*Material for the task:*
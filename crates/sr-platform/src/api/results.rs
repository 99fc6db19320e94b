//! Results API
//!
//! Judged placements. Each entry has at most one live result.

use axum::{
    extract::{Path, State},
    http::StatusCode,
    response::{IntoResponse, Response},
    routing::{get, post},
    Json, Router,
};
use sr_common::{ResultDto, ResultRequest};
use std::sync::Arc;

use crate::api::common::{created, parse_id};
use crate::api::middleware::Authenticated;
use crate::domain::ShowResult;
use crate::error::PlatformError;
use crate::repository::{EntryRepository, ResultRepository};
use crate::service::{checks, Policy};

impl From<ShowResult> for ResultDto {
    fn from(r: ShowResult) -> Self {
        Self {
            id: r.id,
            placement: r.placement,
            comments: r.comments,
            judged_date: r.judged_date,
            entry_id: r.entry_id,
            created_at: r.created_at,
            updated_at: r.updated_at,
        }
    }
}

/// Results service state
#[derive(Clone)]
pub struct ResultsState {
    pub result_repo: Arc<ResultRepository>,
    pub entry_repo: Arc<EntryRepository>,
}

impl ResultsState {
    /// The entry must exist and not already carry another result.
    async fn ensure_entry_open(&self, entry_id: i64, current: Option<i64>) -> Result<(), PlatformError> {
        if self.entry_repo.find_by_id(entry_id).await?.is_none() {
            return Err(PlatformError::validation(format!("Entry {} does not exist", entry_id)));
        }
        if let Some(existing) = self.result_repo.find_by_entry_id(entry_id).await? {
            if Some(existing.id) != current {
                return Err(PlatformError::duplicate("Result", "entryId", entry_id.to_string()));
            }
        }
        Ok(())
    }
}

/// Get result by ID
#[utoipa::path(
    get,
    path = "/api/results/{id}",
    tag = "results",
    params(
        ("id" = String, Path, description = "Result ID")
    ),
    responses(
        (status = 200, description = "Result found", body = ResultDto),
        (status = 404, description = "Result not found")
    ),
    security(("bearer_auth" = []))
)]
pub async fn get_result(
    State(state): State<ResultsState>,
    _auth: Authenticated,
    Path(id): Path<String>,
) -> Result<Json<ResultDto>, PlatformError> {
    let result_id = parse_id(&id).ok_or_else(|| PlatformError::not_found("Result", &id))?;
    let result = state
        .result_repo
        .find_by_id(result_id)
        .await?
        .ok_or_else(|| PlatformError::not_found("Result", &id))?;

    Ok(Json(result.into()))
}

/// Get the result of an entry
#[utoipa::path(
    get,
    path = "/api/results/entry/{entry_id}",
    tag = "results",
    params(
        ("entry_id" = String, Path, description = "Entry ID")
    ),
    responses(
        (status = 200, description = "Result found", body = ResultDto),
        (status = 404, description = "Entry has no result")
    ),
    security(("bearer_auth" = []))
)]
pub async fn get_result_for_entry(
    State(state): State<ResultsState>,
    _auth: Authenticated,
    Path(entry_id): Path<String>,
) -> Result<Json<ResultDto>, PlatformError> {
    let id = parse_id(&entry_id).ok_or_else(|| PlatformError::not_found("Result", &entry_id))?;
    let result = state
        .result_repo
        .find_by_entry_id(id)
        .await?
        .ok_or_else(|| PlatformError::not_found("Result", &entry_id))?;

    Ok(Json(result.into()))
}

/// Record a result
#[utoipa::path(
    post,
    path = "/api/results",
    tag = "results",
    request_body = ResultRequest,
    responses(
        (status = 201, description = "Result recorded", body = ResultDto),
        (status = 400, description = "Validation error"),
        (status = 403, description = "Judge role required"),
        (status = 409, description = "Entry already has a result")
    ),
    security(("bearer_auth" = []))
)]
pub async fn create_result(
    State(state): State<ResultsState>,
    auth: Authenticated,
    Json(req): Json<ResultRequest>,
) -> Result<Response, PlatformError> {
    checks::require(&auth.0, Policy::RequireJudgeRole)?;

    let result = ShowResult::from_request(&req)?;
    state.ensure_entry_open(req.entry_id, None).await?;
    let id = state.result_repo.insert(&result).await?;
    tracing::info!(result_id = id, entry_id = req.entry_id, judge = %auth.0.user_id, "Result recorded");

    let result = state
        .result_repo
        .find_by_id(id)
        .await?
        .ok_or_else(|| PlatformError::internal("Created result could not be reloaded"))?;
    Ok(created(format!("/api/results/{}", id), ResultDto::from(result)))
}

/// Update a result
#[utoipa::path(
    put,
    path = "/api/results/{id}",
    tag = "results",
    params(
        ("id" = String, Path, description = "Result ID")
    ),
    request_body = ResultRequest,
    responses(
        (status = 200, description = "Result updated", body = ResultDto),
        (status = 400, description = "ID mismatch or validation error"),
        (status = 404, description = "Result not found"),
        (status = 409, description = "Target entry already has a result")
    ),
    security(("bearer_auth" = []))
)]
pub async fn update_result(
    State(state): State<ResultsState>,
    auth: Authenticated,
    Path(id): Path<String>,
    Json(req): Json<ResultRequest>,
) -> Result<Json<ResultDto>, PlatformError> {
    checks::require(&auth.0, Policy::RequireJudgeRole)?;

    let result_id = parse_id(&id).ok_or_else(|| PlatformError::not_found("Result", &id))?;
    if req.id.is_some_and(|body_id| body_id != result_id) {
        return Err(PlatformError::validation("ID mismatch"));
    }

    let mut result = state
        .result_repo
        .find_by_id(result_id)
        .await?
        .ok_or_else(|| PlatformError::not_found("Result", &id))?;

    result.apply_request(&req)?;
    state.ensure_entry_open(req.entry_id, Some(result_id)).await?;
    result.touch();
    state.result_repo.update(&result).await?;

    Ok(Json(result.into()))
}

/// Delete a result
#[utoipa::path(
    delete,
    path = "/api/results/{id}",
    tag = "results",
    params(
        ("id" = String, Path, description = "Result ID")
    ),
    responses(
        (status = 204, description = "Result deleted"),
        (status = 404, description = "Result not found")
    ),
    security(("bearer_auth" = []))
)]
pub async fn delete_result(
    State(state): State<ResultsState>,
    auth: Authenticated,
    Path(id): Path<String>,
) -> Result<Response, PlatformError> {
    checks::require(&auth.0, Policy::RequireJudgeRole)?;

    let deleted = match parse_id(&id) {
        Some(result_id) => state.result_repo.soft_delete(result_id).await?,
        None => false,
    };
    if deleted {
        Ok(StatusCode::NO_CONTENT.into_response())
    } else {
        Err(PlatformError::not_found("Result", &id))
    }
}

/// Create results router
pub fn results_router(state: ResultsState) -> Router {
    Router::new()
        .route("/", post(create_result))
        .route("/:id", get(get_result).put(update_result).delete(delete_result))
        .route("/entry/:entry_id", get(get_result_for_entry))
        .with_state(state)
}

---

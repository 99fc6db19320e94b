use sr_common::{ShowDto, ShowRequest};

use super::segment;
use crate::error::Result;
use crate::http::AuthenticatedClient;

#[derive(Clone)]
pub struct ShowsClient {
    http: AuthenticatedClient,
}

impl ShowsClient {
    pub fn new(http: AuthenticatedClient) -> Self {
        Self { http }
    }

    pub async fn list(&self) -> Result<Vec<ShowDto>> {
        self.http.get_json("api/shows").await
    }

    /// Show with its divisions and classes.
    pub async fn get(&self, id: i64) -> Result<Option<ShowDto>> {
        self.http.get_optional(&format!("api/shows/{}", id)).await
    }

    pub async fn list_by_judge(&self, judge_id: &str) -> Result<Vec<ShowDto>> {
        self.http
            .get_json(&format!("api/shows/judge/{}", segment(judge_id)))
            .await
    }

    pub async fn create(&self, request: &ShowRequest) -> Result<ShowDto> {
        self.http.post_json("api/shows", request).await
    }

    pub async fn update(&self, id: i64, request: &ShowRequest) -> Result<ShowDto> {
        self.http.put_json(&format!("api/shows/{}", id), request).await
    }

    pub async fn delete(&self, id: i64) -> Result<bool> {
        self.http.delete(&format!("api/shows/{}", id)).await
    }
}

---

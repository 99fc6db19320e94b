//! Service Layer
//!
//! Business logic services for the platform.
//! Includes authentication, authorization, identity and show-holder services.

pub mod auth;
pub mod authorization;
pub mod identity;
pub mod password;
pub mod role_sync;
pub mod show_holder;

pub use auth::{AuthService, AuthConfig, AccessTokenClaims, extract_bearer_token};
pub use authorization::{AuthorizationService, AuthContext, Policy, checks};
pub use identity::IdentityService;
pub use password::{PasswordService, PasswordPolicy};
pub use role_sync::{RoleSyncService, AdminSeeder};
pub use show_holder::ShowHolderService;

*What the task asks:*
Within the records above, count the lines that contain "StatusCode" and give only that number.

*Response box:*
2